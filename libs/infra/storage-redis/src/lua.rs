// [libs/infra/storage-redis/src/lua.rs]
//! Server-side scripts. Every mutating primitive that touches more than
//! one key runs as one script — Redis evaluates a script atomically, so
//! this gets us the same serialisability the SQL backend gets from a
//! transaction, without a round trip per step.

/// KEYS[1] = usage hash, KEYS[2] = consumption record hash (may be "").
/// ARGV: amount, limit, tier, resource, period_start_epoch, period_end_epoch,
/// period_kind, now_rfc3339, expires_at_rfc3339, ttl_seconds, metadata_json (may be "").
/// Returns `{new_used, exceeded}`.
pub const CONSUME: &str = r#"
local usage_key = KEYS[1]
local record_key = KEYS[2]

local amount = tonumber(ARGV[1])
local limit = tonumber(ARGV[2])
local tier = ARGV[3]
local resource = ARGV[4]
local period_start = ARGV[5]
local period_end = ARGV[6]
local period_kind = ARGV[7]
local now = ARGV[8]
local expires_at = ARGV[9]
local ttl = tonumber(ARGV[10])
local metadata = ARGV[11]

if record_key ~= "" then
    local cached = redis.call("HGET", record_key, "new_used")
    if cached then
        return {tonumber(cached), 0}
    end
end

local used = tonumber(redis.call("HGET", usage_key, "used") or "0")
local new_used = used + amount

if new_used > limit then
    return {used, 1}
end

redis.call("HSET", usage_key, "used", new_used, "limit", limit, "tier", tier,
    "period_end", period_end, "period_kind", period_kind, "updated_at", now)
redis.call("EXPIREAT", usage_key, tonumber(period_end) + 86400)

if record_key ~= "" then
    redis.call("HSET", record_key, "new_used", new_used, "amount", amount, "resource", resource,
        "period_start", period_start, "period_end", period_end, "period_kind", period_kind,
        "timestamp", now, "expires_at", expires_at, "metadata", metadata)
    redis.call("EXPIRE", record_key, ttl)
end

return {new_used, 0}
"#;

/// KEYS[1] = usage hash, KEYS[2] = refund record hash (may be "").
/// ARGV: amount, resource, period_start_epoch, period_end_epoch, period_kind,
/// now_rfc3339, expires_at_rfc3339, ttl_seconds, reason (may be ""), metadata_json (may be "").
/// Returns the resulting `used`, floored at zero.
pub const REFUND: &str = r#"
local usage_key = KEYS[1]
local record_key = KEYS[2]

local amount = tonumber(ARGV[1])
local resource = ARGV[2]
local period_start = ARGV[3]
local period_end = ARGV[4]
local period_kind = ARGV[5]
local now = ARGV[6]
local expires_at = ARGV[7]
local ttl = tonumber(ARGV[8])
local reason = ARGV[9]
local metadata = ARGV[10]

if record_key ~= "" then
    local cached = redis.call("HGET", record_key, "new_used")
    if cached then
        return tonumber(cached)
    end
end

local used = tonumber(redis.call("HGET", usage_key, "used") or "0")
local new_used = used - amount
if new_used < 0 then
    new_used = 0
end

redis.call("HSET", usage_key, "used", new_used, "updated_at", now)

if record_key ~= "" then
    redis.call("HSET", record_key, "new_used", new_used, "amount", amount, "resource", resource,
        "period_start", period_start, "period_end", period_end, "period_kind", period_kind,
        "timestamp", now, "expires_at", expires_at, "reason", reason, "metadata", metadata)
    redis.call("EXPIRE", record_key, ttl)
end

return new_used
"#;

/// KEYS[1] = usage hash, KEYS[2] = top-up record hash.
/// ARGV: delta (signed), tier, period_end_epoch, period_kind, now_epoch, ttl_seconds.
/// Returns the new limit, or `-1` if the idempotency key was already seen.
pub const ADJUST_LIMIT: &str = r#"
local usage_key = KEYS[1]
local record_key = KEYS[2]

local delta = tonumber(ARGV[1])
local tier = ARGV[2]
local period_end = ARGV[3]
local period_kind = ARGV[4]
local now = ARGV[5]
local ttl = tonumber(ARGV[6])

if redis.call("EXISTS", record_key) == 1 then
    return -1
end

local limit = tonumber(redis.call("HGET", usage_key, "limit") or "0")
local new_limit = limit + delta
if new_limit < 0 then
    new_limit = 0
end

redis.call("HSET", usage_key, "limit", new_limit, "tier", tier, "period_end", period_end,
    "period_kind", period_kind, "updated_at", now)
redis.call("HSETNX", usage_key, "used", 0)
redis.call("EXPIREAT", usage_key, tonumber(period_end) + 86400)

redis.call("SET", record_key, new_limit, "EX", ttl)

return new_limit
"#;

/// KEYS[1] = entitlement hash. ARGV: tier_id, subscription_start (may be ""),
/// expires_at (may be ""), updated_at_epoch (string, compared lexically since
/// both sides are RFC 3339 and therefore order-preserving).
/// Applies last-writer-wins: a no-op if the stored `updated_at` is not older.
pub const SET_ENTITLEMENT: &str = r#"
local key = KEYS[1]
local tier_id = ARGV[1]
local subscription_start = ARGV[2]
local expires_at = ARGV[3]
local updated_at = ARGV[4]

local existing = redis.call("HGET", key, "updated_at")
if existing and existing >= updated_at then
    return 0
end

redis.call("HSET", key, "tier_id", tier_id, "subscription_start", subscription_start,
    "expires_at", expires_at, "updated_at", updated_at)
return 1
"#;

/// KEYS[1] = bucket hash. ARGV: capacity, rate_per_window, window_seconds, now_epoch_ms, ttl_seconds.
/// Mirrors `quotaforge_core::token_bucket_step` so both backends agree bit-for-bit.
/// Returns `{tokens_remaining_millis, allowed}`.
pub const TOKEN_BUCKET: &str = r#"
local bucket_key = KEYS[1]

local capacity = tonumber(ARGV[1])
local rate = tonumber(ARGV[2])
local window_seconds = tonumber(ARGV[3])
local now = tonumber(ARGV[4])
local ttl = tonumber(ARGV[5])

local tokens = tonumber(redis.call("HGET", bucket_key, "tokens_milli") or tostring(capacity * 1000))
local last_refill = tonumber(redis.call("HGET", bucket_key, "last_refill") or tostring(now))

local elapsed = math.max(0, now - last_refill)
local refill_rate_per_ms = rate / (window_seconds * 1000)
tokens = math.min(capacity * 1000, tokens + elapsed * refill_rate_per_ms * 1000)

local allowed = 0
if tokens >= 1000 then
    tokens = tokens - 1000
    allowed = 1
end

redis.call("HSET", bucket_key, "tokens_milli", tokens, "last_refill", now)
redis.call("EXPIRE", bucket_key, ttl)

return {tostring(tokens), allowed}
"#;

/// KEYS[1] = window zset. ARGV: rate, window_seconds, now_epoch_ms, member_id, ttl_seconds.
/// Returns `{allowed, count_after}`.
pub const SLIDING_WINDOW: &str = r#"
local window_key = KEYS[1]

local rate = tonumber(ARGV[1])
local window_seconds = tonumber(ARGV[2])
local now = tonumber(ARGV[3])
local member = ARGV[4]
local ttl = tonumber(ARGV[5])

local cutoff = now - (window_seconds * 1000)
redis.call("ZREMRANGEBYSCORE", window_key, "-inf", cutoff)

local count = redis.call("ZCARD", window_key)
local allowed = 0
if count < rate then
    redis.call("ZADD", window_key, now, member)
    allowed = 1
    count = count + 1
end

redis.call("EXPIRE", window_key, ttl)

return {allowed, count}
"#;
══════════
**About this exercise**
Return the material exactly as it stands.

**Answer space**
filename libs/infra/storage-redis/src/lua.rs
// [libs/infra/storage-redis/src/lua.rs]
//! Server-side scripts. Every mutating primitive that touches more than
//! one key runs as one script — Redis evaluates a script atomically, so
//! this gets us the same serialisability the SQL backend gets from a
//! transaction, without a round trip per step.

/// KEYS[1] = usage hash, KEYS[2] = consumption record hash (may be "").
/// ARGV: amount, limit, tier, resource, period_start_epoch, period_end_epoch,
/// period_kind, now_rfc3339, expires_at_rfc3339, ttl_seconds, metadata_json (may be "").
/// Returns `{new_used, exceeded}`.
pub const CONSUME: &str = r#"
local usage_key = KEYS[1]
local record_key = KEYS[2]

local amount = tonumber(ARGV[1])
local limit = tonumber(ARGV[2])
local tier = ARGV[3]
local resource = ARGV[4]
local period_start = ARGV[5]
local period_end = ARGV[6]
local period_kind = ARGV[7]
local now = ARGV[8]
local expires_at = ARGV[9]
local ttl = tonumber(ARGV[10])
local metadata = ARGV[11]

if record_key ~= "" then
    local cached = redis.call("HGET", record_key, "new_used")
    if cached then
        return {tonumber(cached), 0}
    end
end

local used = tonumber(redis.call("HGET", usage_key, "used") or "0")
local new_used = used + amount

if new_used > limit then
    return {used, 1}
end

redis.call("HSET", usage_key, "used", new_used, "limit", limit, "tier", tier,
    "period_end", period_end, "period_kind", period_kind, "updated_at", now)
redis.call("EXPIREAT", usage_key, tonumber(period_end) + 86400)

if record_key ~= "" then
    redis.call("HSET", record_key, "new_used", new_used, "amount", amount, "resource", resource,
        "period_start", period_start, "period_end", period_end, "period_kind", period_kind,
        "timestamp", now, "expires_at", expires_at, "metadata", metadata)
    redis.call("EXPIRE", record_key, ttl)
end

return {new_used, 0}
"#;

/// KEYS[1] = usage hash, KEYS[2] = refund record hash (may be "").
/// ARGV: amount, resource, period_start_epoch, period_end_epoch, period_kind,
/// now_rfc3339, expires_at_rfc3339, ttl_seconds, reason (may be ""), metadata_json (may be "").
/// Returns the resulting `used`, floored at zero.
pub const REFUND: &str = r#"
local usage_key = KEYS[1]
local record_key = KEYS[2]

local amount = tonumber(ARGV[1])
local resource = ARGV[2]
local period_start = ARGV[3]
local period_end = ARGV[4]
local period_kind = ARGV[5]
local now = ARGV[6]
local expires_at = ARGV[7]
local ttl = tonumber(ARGV[8])
local reason = ARGV[9]
local metadata = ARGV[10]

if record_key ~= "" then
    local cached = redis.call("HGET", record_key, "new_used")
    if cached then
        return tonumber(cached)
    end
end

local used = tonumber(redis.call("HGET", usage_key, "used") or "0")
local new_used = used - amount
if new_used < 0 then
    new_used = 0
end

redis.call("HSET", usage_key, "used", new_used, "updated_at", now)

if record_key ~= "" then
    redis.call("HSET", record_key, "new_used", new_used, "amount", amount, "resource", resource,
        "period_start", period_start, "period_end", period_end, "period_kind", period_kind,
        "timestamp", now, "expires_at", expires_at, "reason", reason, "metadata", metadata)
    redis.call("EXPIRE", record_key, ttl)
end

return new_used
"#;

/// KEYS[1] = usage hash, KEYS[2] = top-up record hash.
/// ARGV: delta (signed), tier, period_end_epoch, period_kind, now_epoch, ttl_seconds.
/// Returns the new limit, or `-1` if the idempotency key was already seen.
pub const ADJUST_LIMIT: &str = r#"
local usage_key = KEYS[1]
local record_key = KEYS[2]

local delta = tonumber(ARGV[1])
local tier = ARGV[2]
local period_end = ARGV[3]
local period_kind = ARGV[4]
local now = ARGV[5]
local ttl = tonumber(ARGV[6])

if redis.call("EXISTS", record_key) == 1 then
    return -1
end

local limit = tonumber(redis.call("HGET", usage_key, "limit") or "0")
local new_limit = limit + delta
if new_limit < 0 then
    new_limit = 0
end

redis.call("HSET", usage_key, "limit", new_limit, "tier", tier, "period_end", period_end,
    "period_kind", period_kind, "updated_at", now)
redis.call("HSETNX", usage_key, "used", 0)
redis.call("EXPIREAT", usage_key, tonumber(period_end) + 86400)

redis.call("SET", record_key, new_limit, "EX", ttl)

return new_limit
"#;

/// KEYS[1] = entitlement hash. ARGV: tier_id, subscription_start (may be ""),
/// expires_at (may be ""), updated_at_epoch (string, compared lexically since
/// both sides are RFC 3339 and therefore order-preserving).
/// Applies last-writer-wins: a no-op if the stored `updated_at` is not older.
pub const SET_ENTITLEMENT: &str = r#"
local key = KEYS[1]
local tier_id = ARGV[1]
local subscription_start = ARGV[2]
local expires_at = ARGV[3]
local updated_at = ARGV[4]

local existing = redis.call("HGET", key, "updated_at")
if existing and existing >= updated_at then
    return 0
end

redis.call("HSET", key, "tier_id", tier_id, "subscription_start", subscription_start,
    "expires_at", expires_at, "updated_at", updated_at)
return 1
"#;

/// KEYS[1] = bucket hash. ARGV: capacity, rate_per_window, window_seconds, now_epoch_ms, ttl_seconds.
/// Mirrors `quotaforge_core::token_bucket_step` so both backends agree bit-for-bit.
/// Returns `{tokens_remaining_millis, allowed}`.
pub const TOKEN_BUCKET: &str = r#"
local bucket_key = KEYS[1]

local capacity = tonumber(ARGV[1])
local rate = tonumber(ARGV[2])
local window_seconds = tonumber(ARGV[3])
local now = tonumber(ARGV[4])
local ttl = tonumber(ARGV[5])

local tokens = tonumber(redis.call("HGET", bucket_key, "tokens_milli") or tostring(capacity * 1000))
local last_refill = tonumber(redis.call("HGET", bucket_key, "last_refill") or tostring(now))

local elapsed = math.max(0, now - last_refill)
local refill_rate_per_ms = rate / (window_seconds * 1000)
tokens = math.min(capacity * 1000, tokens + elapsed * refill_rate_per_ms * 1000)

local allowed = 0
if tokens >= 1000 then
    tokens = tokens - 1000
    allowed = 1
end

redis.call("HSET", bucket_key, "tokens_milli", tokens, "last_refill", now)
redis.call("EXPIRE", bucket_key, ttl)

return {tostring(tokens), allowed}
"#;

/// KEYS[1] = window zset. ARGV: rate, window_seconds, now_epoch_ms, member_id, ttl_seconds.
/// Returns `{allowed, count_after}`.
pub const SLIDING_WINDOW: &str = r#"
local window_key = KEYS[1]

local rate = tonumber(ARGV[1])
local window_seconds = tonumber(ARGV[2])
local now = tonumber(ARGV[3])
local member = ARGV[4]
local ttl = tonumber(ARGV[5])

local cutoff = now - (window_seconds * 1000)
redis.call("ZREMRANGEBYSCORE", window_key, "-inf", cutoff)

local count = redis.call("ZCARD", window_key)
local allowed = 0
if count < rate then
    redis.call("ZADD", window_key, now, member)
    allowed = 1
    count = count + 1
end

redis.call("EXPIRE", window_key, ttl)

return {allowed, count}
"#;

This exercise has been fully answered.